- The input
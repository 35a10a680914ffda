use std::sync::Arc;

use axum::{
    Json,
    body::Bytes,
    extract::{Path, Query, State},
    http::{Method, StatusCode, Uri},
    response::{Html, IntoResponse, Response},
};
use axum_extra::extract::{
    CookieJar,
    cookie::{Cookie, SameSite},
};
use serde::Deserialize;
use serde_json::json;

use crate::{
    AppState,
    auth::{self, SESSION_COOKIE},
    catalog::Credentials,
    error::{AppError, AppResult},
    extract::{CurrentSession, JsonBody},
    frontend::view::CatalogViewModel,
    models::{
        DeleteRequest, DeleteResponse, LoginRequest, LoginResponse, Movie, MovieFields,
        SessionInfo,
    },
    templates,
};

pub async fn health(State(state): State<Arc<AppState>>) -> Json<serde_json::Value> {
    Json(json!({
        "status": "OK",
        "timestamp": jiff::Timestamp::now().to_string(),
        "environment": state.config.environment.as_str(),
    }))
}

pub async fn root(
    State(state): State<Arc<AppState>>,
    session: CurrentSession,
    uri: Uri,
) -> AppResult<Response> {
    if state.config.environment.is_production() {
        return Ok(frontend_page(&state, session, &uri).await?.into_response());
    }

    Ok(Json(json!({
        "message": "API de Películas Universitarias",
        "version": env!("CARGO_PKG_VERSION"),
        "environment": state.config.environment.as_str(),
        "endpoints": {
            "peliculas": "/api/peliculas",
            "pelicula": "/api/peliculas/:id",
            "login": "/api/login",
            "logout": "/api/logout",
            "sesion": "/api/session",
            "salud": "/api/health",
        },
    }))
    .into_response())
}

pub async fn list_movies(State(state): State<Arc<AppState>>) -> AppResult<Json<Vec<Movie>>> {
    Ok(Json(state.catalog.list().await?))
}

pub async fn get_movie(
    State(state): State<Arc<AppState>>,
    Path(id): Path<String>,
) -> AppResult<Json<Movie>> {
    let id = parse_id(&id).ok_or(AppError::NotFound)?;
    Ok(Json(state.catalog.get(id).await?))
}

pub async fn create_movie(
    State(state): State<Arc<AppState>>,
    CurrentSession(session): CurrentSession,
    JsonBody(fields): JsonBody<MovieFields>,
) -> AppResult<(StatusCode, Json<Movie>)> {
    let admin_key = fields.admin_key.clone();
    let creds = Credentials { admin_key: admin_key.as_deref(), session: session.as_ref() };
    let movie = state.catalog.create(fields, creds).await?;
    Ok((StatusCode::CREATED, Json(movie)))
}

pub async fn update_movie(
    State(state): State<Arc<AppState>>,
    Path(id): Path<String>,
    CurrentSession(session): CurrentSession,
    JsonBody(fields): JsonBody<MovieFields>,
) -> AppResult<Json<Movie>> {
    let admin_key = fields.admin_key.clone();
    let creds = Credentials { admin_key: admin_key.as_deref(), session: session.as_ref() };
    let Some(id) = parse_id(&id) else {
        state.catalog.authorize(creds)?;
        return Err(AppError::NotFound);
    };
    Ok(Json(state.catalog.update(id, fields, creds).await?))
}

pub async fn delete_movie(
    State(state): State<Arc<AppState>>,
    Path(id): Path<String>,
    CurrentSession(session): CurrentSession,
    JsonBody(body): JsonBody<DeleteRequest>,
) -> AppResult<Json<DeleteResponse>> {
    let creds = Credentials { admin_key: body.admin_key.as_deref(), session: session.as_ref() };
    let Some(id) = parse_id(&id) else {
        state.catalog.authorize(creds)?;
        return Err(AppError::NotFound);
    };
    if body.id.is_some_and(|body_id| body_id != id) {
        return Err(AppError::Validation("El id del cuerpo no coincide con la ruta".to_string()));
    }
    Ok(Json(state.catalog.delete(id, creds).await?))
}

pub async fn login(
    State(state): State<Arc<AppState>>,
    jar: CookieJar,
    body: Bytes,
) -> AppResult<(CookieJar, Json<LoginResponse>)> {
    let req = LoginRequest::from_body(&body);
    let user = auth::login(state.catalog.store(), &req.username, &req.password).await?;
    let session = state.sessions.issue(&user).await;
    tracing::info!(username = %user.username, role = %user.role, "login");

    let cookie = Cookie::build((SESSION_COOKIE, session.token.clone()))
        .path("/")
        .http_only(true)
        .same_site(SameSite::Lax)
        .max_age(time::Duration::seconds(state.sessions.ttl_seconds()))
        .build();

    let body = LoginResponse {
        success: true,
        username: user.username,
        role: user.role,
        message: "Login exitoso".to_string(),
        token: session.token,
    };
    Ok((jar.add(cookie), Json(body)))
}

pub async fn logout(
    State(state): State<Arc<AppState>>,
    CurrentSession(session): CurrentSession,
    jar: CookieJar,
) -> (CookieJar, Json<serde_json::Value>) {
    if let Some(session) = session {
        state.sessions.revoke(&session.token).await;
        tracing::info!(username = %session.username, "logout");
    }
    let jar = jar.remove(Cookie::build(SESSION_COOKIE).path("/"));
    (jar, Json(json!({ "success": true, "message": "Sesión cerrada" })))
}

pub async fn session(CurrentSession(session): CurrentSession) -> AppResult<Json<SessionInfo>> {
    let session = session.ok_or(AppError::Unauthenticated)?;
    Ok(Json(SessionInfo { username: session.username, role: session.role }))
}

#[derive(Debug, Default, Deserialize)]
pub struct PageQuery {
    genero: Option<String>,
    pelicula: Option<String>,
}

pub async fn fallback(
    State(state): State<Arc<AppState>>,
    session: CurrentSession,
    method: Method,
    uri: Uri,
) -> AppResult<Response> {
    let path = uri.path();
    let is_api = path == "/api" || path.starts_with("/api/");

    if !is_api && method == Method::GET && state.config.environment.is_production() {
        return Ok(frontend_page(&state, session, &uri).await?.into_response());
    }

    let body = json!({
        "error": if is_api { "Endpoint no encontrado" } else { "Ruta no encontrada" },
        "path": uri.to_string(),
        "method": method.as_str(),
    });
    Ok((StatusCode::NOT_FOUND, Json(body)).into_response())
}

/// Read-only catalog page. A query string that does not parse is ignored.
async fn frontend_page(
    state: &AppState,
    CurrentSession(session): CurrentSession,
    uri: &Uri,
) -> AppResult<Html<String>> {
    let q = Query::<PageQuery>::try_from_uri(uri).map(|Query(q)| q).unwrap_or_default();
    let mut vm = CatalogViewModel::new(state.catalog.list().await?);
    if session.as_ref().is_some_and(|s| s.is_admin()) {
        vm.login_succeeded();
    }
    if let Some(genre) = &q.genero {
        vm.set_filter(genre);
    }

    let detail = q
        .pelicula
        .as_deref()
        .and_then(parse_id)
        .and_then(|id| vm.find(id))
        .map(|movie| vm.detail(movie));

    Ok(Html(templates::index_page(&vm.render(), &vm.genres(), detail.as_ref())))
}

fn parse_id(raw: &str) -> Option<i64> {
    raw.trim().parse().ok()
}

- What is required
What are the lines of the data above that include the string "Option"? Copy them.

- Answer area
    genero: Option<String>,
    pelicula: Option<String>,
fn parse_id(raw: &str) -> Option<i64> {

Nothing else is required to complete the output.